▸ WHAT YOU WILL DO
Of all the entries below, only the lines from the one with "for member in &record.members" up to and including the one with "fn check_slot(&self, container_id: u64, ep: &Endpoint)" are to be duplicated exactly.

▸ SUPPLIED MATERIAL
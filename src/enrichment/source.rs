//! Stats source seam and the stat value types it produces

use crate::identity::PlayerKey;
use crate::types::{PropCategory, StatGroup};
use anyhow::Result;
use async_trait::async_trait;
use chrono::NaiveDate;
use serde::{Deserialize, Serialize};
use std::fmt;

/// Upstream stats-source player identifier
#[derive(Debug, Clone, Copy, PartialEq, Eq, PartialOrd, Ord, Hash, Serialize, Deserialize)]
pub struct PlayerId(pub u64);

impl fmt::Display for PlayerId {
    fn fmt(&self, f: &mut fmt::Formatter<'_>) -> fmt::Result {
        write!(f, "{}", self.0)
    }
}

/// Where historical player statistics come from.
///
/// Errors are returned as-is; the enricher decides how they degrade.
#[async_trait]
pub trait StatsSource: Send + Sync {
    /// Resolve a player to an upstream id. `Ok(None)` means no match.
    async fn lookup_player(&self, key: &PlayerKey, display_name: &str) -> Result<Option<PlayerId>>;

    /// Season totals for the category's stat group, `Ok(None)` if the player
    /// has no line for it this season
    async fn season_stats(&self, player: PlayerId, category: PropCategory) -> Result<Option<SeasonStats>>;

    /// Per-game lines for the season, newest first
    async fn game_logs(&self, player: PlayerId) -> Result<GameLogs>;
}

/// Raw stat line as the MLB Stats API reports it (season or single game)
#[derive(Debug, Clone, Default, PartialEq, Serialize, Deserialize)]
#[serde(rename_all = "camelCase", default)]
pub struct StatLine {
    pub games_played: Option<f64>,
    pub home_runs: Option<f64>,
    pub hits: Option<f64>,
    pub total_bases: Option<f64>,
    pub rbi: Option<f64>,
    pub runs: Option<f64>,
    pub doubles: Option<f64>,
    pub triples: Option<f64>,
    pub strike_outs: Option<f64>,
    pub earned_runs: Option<f64>,
    pub outs: Option<f64>,
    /// Baseball notation, "6.2" is six and two-thirds innings
    pub innings_pitched: Option<String>,
}

impl StatLine {
    fn outs_recorded(&self) -> Option<f64> {
        self.outs.or_else(|| {
            let ip = self.innings_pitched.as_deref()?;
            let (whole, partial) = ip.split_once('.').unwrap_or((ip, "0"));
            let whole: f64 = whole.trim().parse().ok()?;
            let partial: f64 = partial.trim().parse().ok()?;
            Some(whole * 3.0 + partial)
        })
    }
}

impl PropCategory {
    /// The figure this category measures, read from a stat line of its group
    pub fn value_from(&self, line: &StatLine) -> Option<f64> {
        match self {
            PropCategory::BatterHomeRuns => line.home_runs,
            PropCategory::BatterHits | PropCategory::PitcherHitsAllowed => line.hits,
            PropCategory::BatterTotalBases => line.total_bases.or_else(|| {
                let hits = line.hits?;
                let doubles = line.doubles.unwrap_or(0.0);
                let triples = line.triples.unwrap_or(0.0);
                let home_runs = line.home_runs.unwrap_or(0.0);
                Some(hits + doubles + 2.0 * triples + 3.0 * home_runs)
            }),
            PropCategory::BatterRbis => line.rbi,
            PropCategory::BatterRunsScored => line.runs,
            PropCategory::BatterHitsRunsRbis => Some(line.hits? + line.runs? + line.rbi?),
            PropCategory::BatterSingles => {
                let hits = line.hits?;
                let extra = line.doubles.unwrap_or(0.0)
                    + line.triples.unwrap_or(0.0)
                    + line.home_runs.unwrap_or(0.0);
                Some((hits - extra).max(0.0))
            }
            PropCategory::BatterStrikeouts | PropCategory::PitcherStrikeouts => line.strike_outs,
            PropCategory::PitcherEarnedRuns => line.earned_runs,
            PropCategory::PitcherOuts => line.outs_recorded(),
        }
    }
}

/// Season totals for one category
#[derive(Debug, Clone, PartialEq, Serialize)]
pub struct SeasonStats {
    pub season: i32,
    pub games_played: u32,
    pub total: f64,
    pub per_game: Option<f64>,
}

impl SeasonStats {
    /// Build from a season stat line; `None` when the line lacks the category
    pub fn from_line(season: i32, category: PropCategory, line: &StatLine) -> Option<Self> {
        let total = category.value_from(line)?;
        let games_played = line.games_played.unwrap_or(0.0).max(0.0) as u32;
        let per_game = (games_played > 0).then(|| total / games_played as f64);
        Some(Self {
            season,
            games_played,
            total,
            per_game,
        })
    }
}

/// One game's stat line
#[derive(Debug, Clone, PartialEq, Serialize)]
pub struct GameLine {
    pub date: NaiveDate,
    pub stat: StatLine,
}

/// Season game logs, each group newest first
#[derive(Debug, Clone, Default, PartialEq, Serialize)]
pub struct GameLogs {
    pub hitting: Vec<GameLine>,
    pub pitching: Vec<GameLine>,
}

impl GameLogs {
    pub fn group(&self, group: StatGroup) -> &[GameLine] {
        match group {
            StatGroup::Hitting => &self.hitting,
            StatGroup::Pitching => &self.pitching,
        }
    }
}

/// A category's values over the most recent games
#[derive(Debug, Clone, Default, PartialEq, Serialize)]
pub struct RecentForm {
    /// Newest first
    pub values: Vec<f64>,
    pub average: Option<f64>,
}

impl RecentForm {
    pub fn from_logs(logs: &GameLogs, category: PropCategory, games: usize) -> Self {
        let values: Vec<f64> = logs
            .group(category.stat_group())
            .iter()
            .filter_map(|g| category.value_from(&g.stat))
            .take(games)
            .collect();

        let average = (!values.is_empty()).then(|| values.iter().sum::<f64>() / values.len() as f64);

        Self { values, average }
    }
}

#[derive(Debug, Clone, PartialEq, Serialize)]
pub struct PlayerStats {
    pub player_id: PlayerId,
    pub category: PropCategory,
    pub season: Option<SeasonStats>,
    pub recent: RecentForm,
}

/// Outcome of a stats lookup; a failure is never surfaced past this
#[derive(Debug, Clone, PartialEq, Serialize)]
#[serde(tag = "status", rename_all = "snake_case")]
pub enum StatsLookup {
    Found(PlayerStats),
    NotFound,
}

impl StatsLookup {
    pub fn is_found(&self) -> bool {
        matches!(self, StatsLookup::Found(_))
    }

    pub fn stats(&self) -> Option<&PlayerStats> {
        match self {
            StatsLookup::Found(stats) => Some(stats),
            StatsLookup::NotFound => None,
        }
    }
}

/// One (player, category) enrichment result for the report
#[derive(Debug, Clone, PartialEq, Serialize)]
pub struct StatsEntry {
    pub player: String,
    pub category: PropCategory,
    pub result: StatsLookup,
}

#[cfg(test)]
mod tests {
    use super::*;

    fn hitting_line() -> StatLine {
        StatLine {
            games_played: Some(50.0),
            home_runs: Some(15.0),
            hits: Some(60.0),
            rbi: Some(40.0),
            runs: Some(45.0),
            doubles: Some(10.0),
            triples: Some(1.0),
            strike_outs: Some(55.0),
            ..Default::default()
        }
    }

    #[test]
    fn test_derived_hitting_values() {
        let line = hitting_line();
        assert_eq!(PropCategory::BatterHitsRunsRbis.value_from(&line), Some(145.0));
        assert_eq!(PropCategory::BatterSingles.value_from(&line), Some(34.0));
        // 60 + 10 + 2 + 45
        assert_eq!(PropCategory::BatterTotalBases.value_from(&line), Some(117.0));
    }

    #[test]
    fn test_reported_total_bases_wins() {
        let line = StatLine {
            total_bases: Some(120.0),
            ..hitting_line()
        };
        assert_eq!(PropCategory::BatterTotalBases.value_from(&line), Some(120.0));
    }

    #[test]
    fn test_outs_from_innings_pitched() {
        let line = StatLine {
            innings_pitched: Some("6.2".to_string()),
            ..Default::default()
        };
        assert_eq!(PropCategory::PitcherOuts.value_from(&line), Some(20.0));

        let whole = StatLine {
            innings_pitched: Some("5".to_string()),
            ..Default::default()
        };
        assert_eq!(PropCategory::PitcherOuts.value_from(&whole), Some(15.0));
    }

    #[test]
    fn test_missing_component_is_none() {
        let line = StatLine {
            hits: Some(1.0),
            ..Default::default()
        };
        assert_eq!(PropCategory::BatterHitsRunsRbis.value_from(&line), None);
        assert_eq!(PropCategory::PitcherEarnedRuns.value_from(&line), None);
    }

    #[test]
    fn test_stat_line_deserializes_camel_case() {
        let line: StatLine = serde_json::from_value(serde_json::json!({
            "gamesPlayed": 12,
            "strikeOuts": 80,
            "inningsPitched": "70.1",
            "avg": ".250"
        }))
        .unwrap();
        assert_eq!(line.strike_outs, Some(80.0));
        assert_eq!(PropCategory::PitcherOuts.value_from(&line), Some(211.0));
    }

    #[test]
    fn test_season_per_game() {
        let season = SeasonStats::from_line(2025, PropCategory::BatterHomeRuns, &hitting_line()).unwrap();
        assert_eq!(season.games_played, 50);
        assert_eq!(season.per_game, Some(0.3));
    }

    #[test]
    fn test_recent_form_takes_newest_games() {
        let game = |day: u32, hits: f64| GameLine {
            date: NaiveDate::from_ymd_opt(2025, 6, day).unwrap(),
            stat: StatLine {
                hits: Some(hits),
                ..Default::default()
            },
        };
        let logs = GameLogs {
            hitting: vec![game(5, 2.0), game(4, 0.0), game(3, 1.0), game(2, 3.0)],
            pitching: vec![],
        };

        let form = RecentForm::from_logs(&logs, PropCategory::BatterHits, 3);
        assert_eq!(form.values, vec![2.0, 0.0, 1.0]);
        assert_eq!(form.average, Some(1.0));

        let pitching = RecentForm::from_logs(&logs, PropCategory::PitcherHitsAllowed, 3);
        assert!(pitching.values.is_empty());
        assert_eq!(pitching.average, None);
    }
}
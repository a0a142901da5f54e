//! Error taxonomy for a pipeline run
//!
//! Only `SourceUnavailable` ever escapes a run. The other kinds are built at
//! the point of failure, logged, counted and then degraded to partial data.

use thiserror::Error;

#[derive(Debug, Clone, Error)]
pub enum PipelineError {
    /// The initial event listing failed; no events means no work.
    #[error("odds source unavailable: {0}")]
    SourceUnavailable(String),

    /// One event's market fetch failed on every attempt.
    #[error("market fetch for event {event_id} failed after {attempts} attempts: {message}")]
    EventFetchFailed {
        event_id: String,
        attempts: u32,
        message: String,
    },

    /// A stats or identity lookup failed for one player.
    #[error("{lookup} lookup failed for {player}: {message}")]
    EnrichmentLookupFailed {
        player: String,
        lookup: &'static str,
        message: String,
    },

    /// A raw outcome was missing a required field.
    #[error("malformed outcome from {bookmaker} in {market_key} (event {event_id}): missing {field}")]
    MalformedOutcome {
        event_id: String,
        bookmaker: String,
        market_key: String,
        field: &'static str,
    },
}
use std::collections::{BTreeSet, HashMap, HashSet};

use tracing::warn;

use common::constants::{INVALID_MARKER, MASTER_MARKER};
use common::error::ReportError;

use crate::core::endpoint::Endpoint;
use crate::core::placement::PlacementRecord;
use crate::core::topology::ClusterTopology;

#[derive(Clone, Copy, Debug, Default, PartialEq, Eq)]
pub struct NodeInstanceCounters {
    pub master: u64,
    pub replica: u64,
    pub total: u64,
    pub ecstore: u64,
}

#[derive(Clone, Copy, Debug, PartialEq, Eq)]
pub enum CounterKind {
    Master,
    Replica,
    Total,
    ErasureStore,
}

impl CounterKind {
    pub const PLAIN: [CounterKind; 3] = [CounterKind::Master, CounterKind::Replica, CounterKind::Total];
    pub const ERASURE_CODED: [CounterKind; 1] = [CounterKind::ErasureStore];

    pub fn label(&self) -> &'static str {
        match self {
            CounterKind::Master => "master",
            CounterKind::Replica => "replica",
            CounterKind::Total => "total",
            CounterKind::ErasureStore => "ecstore",
        }
    }

    pub fn read(&self, c: &NodeInstanceCounters) -> u64 {
        match self {
            CounterKind::Master => c.master,
            CounterKind::Replica => c.replica,
            CounterKind::Total => c.total,
            CounterKind::ErasureStore => c.ecstore,
        }
    }
}

/// Formats a container for the per-instance listing: `'` marks the master
/// copy, `*` a copy not known to be valid. Erasure-coded members are bare.
pub fn container_label(container_id: u64, is_master: bool, is_valid: bool, erasure_coded: bool) -> String {
    let mut label = String::new();
    if !erasure_coded {
        if is_master {
            label.push(MASTER_MARKER);
        }
        if !is_valid {
            label.push(INVALID_MARKER);
        }
    }
    label.push_str(&container_id.to_string());
    label
}

/// Node x port accounting for one report pass. Build a fresh one per pass.
#[derive(Clone, Debug)]
pub struct AggregationState {
    nodes: Vec<String>,
    ports: Vec<u16>,
    counters: HashMap<Endpoint, NodeInstanceCounters>,
    instance_containers: HashMap<Endpoint, Vec<String>>,
    known_instances: BTreeSet<Endpoint>,
    seen_containers: HashSet<u64>,
}

impl AggregationState {
    /// Every node/port slot starts at zero so empty slots still render.
    pub fn new(topology: &ClusterTopology) -> Self {
        let mut counters = HashMap::with_capacity(topology.nodes.len() * topology.ports.len());
        for node in &topology.nodes {
            for port in &topology.ports {
                counters.insert(Endpoint::new(node.clone(), *port), NodeInstanceCounters::default());
            }
        }

        AggregationState {
            nodes: topology.nodes.clone(),
            ports: topology.ports.clone(),
            counters,
            instance_containers: HashMap::new(),
            known_instances: BTreeSet::new(),
            seen_containers: HashSet::new(),
        }
    }

    /// Adds one record. Returns `Ok(false)` when the container was already
    /// counted in this pass. Nothing is counted if any endpoint is outside
    /// the resolved topology.
    pub fn accumulate(&mut self, record: &PlacementRecord) -> Result<bool, ReportError> {
        self.check_slot(record.container_id, &record.master)?;
        for member in &record.members {
            self.check_slot(record.container_id, member)?;
        }

        if !self.seen_containers.insert(record.container_id) {
            warn!(container_id = record.container_id, "container listed more than once, counted once");
            return Ok(false);
        }

        // Validity is not read from the location suffix; every copy counts as valid.
        let is_valid = true;

        if record.erasure_coded {
            self.slot_mut(&record.master).ecstore += 1;
            self.push_label(&record.master, container_label(record.container_id, false, is_valid, true));
            return Ok(true);
        }

        let master = self.slot_mut(&record.master);
        master.master += 1;
        master.total += 1;
        self.push_label(&record.master, container_label(record.container_id, true, is_valid, false));

        for member in record.members.iter().filter(|m| **m != record.master) {
            let replica = self.slot_mut(member);
            replica.replica += 1;
            replica.total += 1;
            self.push_label(member, container_label(record.container_id, false, is_valid, false));
        }

        Ok(true)
    }

    fn check_slot(&self, container_id: u64, ep: &Endpoint) -> Result<(), ReportError> {
        if self.counters.contains_key(ep) {
            return Ok(());
        }
        if !self.nodes.iter().any(|n| *n == ep.node) {
            return Err(ReportError::data_shape(format!(
                "container {container_id} is on node {} which is not a known fileserver address",
                ep.node
            )));
        }
        Err(ReportError::data_shape(format!(
            "container {container_id} is on port {} outside the instance range of node {}",
            ep.port, ep.node
        )))
    }

    fn slot_mut(&mut self, ep: &Endpoint) -> &mut NodeInstanceCounters {
        self.counters.entry(ep.clone()).or_default()
    }

    fn push_label(&mut self, ep: &Endpoint, label: String) {
        self.instance_containers.entry(ep.clone()).or_default().push(label);
        self.known_instances.insert(ep.clone());
    }

    pub fn nodes(&self) -> &[String] {
        &self.nodes
    }

    pub fn ports(&self) -> &[u16] {
        &self.ports
    }

    pub fn counters(&self, node: &str, port: u16) -> NodeInstanceCounters {
        self.counters
            .get(&Endpoint::new(node, port))
            .copied()
            .unwrap_or_default()
    }

    pub fn known_instances(&self) -> impl Iterator<Item = &Endpoint> {
        self.known_instances.iter()
    }

    pub fn containers_of(&self, ep: &Endpoint) -> &[String] {
        self.instance_containers.get(ep).map(Vec::as_slice).unwrap_or(&[])
    }

    /// Distinct containers (or group members) counted so far.
    pub fn containers_counted(&self) -> usize {
        self.seen_containers.len()
    }

    pub fn sum(&self, kind: CounterKind) -> u64 {
        self.counters.values().map(|c| kind.read(c)).sum()
    }
}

▸ YOUR SOLUTION
        for member in &record.members {
            self.check_slot(record.container_id, member)?;
        }

        if !self.seen_containers.insert(record.container_id) {
            warn!(container_id = record.container_id, "container listed more than once, counted once");
            return Ok(false);
        }

        // Validity is not read from the location suffix; every copy counts as valid.
        let is_valid = true;

        if record.erasure_coded {
            self.slot_mut(&record.master).ecstore += 1;
            self.push_label(&record.master, container_label(record.container_id, false, is_valid, true));
            return Ok(true);
        }

        let master = self.slot_mut(&record.master);
        master.master += 1;
        master.total += 1;
        self.push_label(&record.master, container_label(record.container_id, true, is_valid, false));

        for member in record.members.iter().filter(|m| **m != record.master) {
            let replica = self.slot_mut(member);
            replica.replica += 1;
            replica.total += 1;
            self.push_label(member, container_label(record.container_id, false, is_valid, false));
        }

        Ok(true)
    }

    fn check_slot(&self, container_id: u64, ep: &Endpoint) -> Result<(), ReportError> {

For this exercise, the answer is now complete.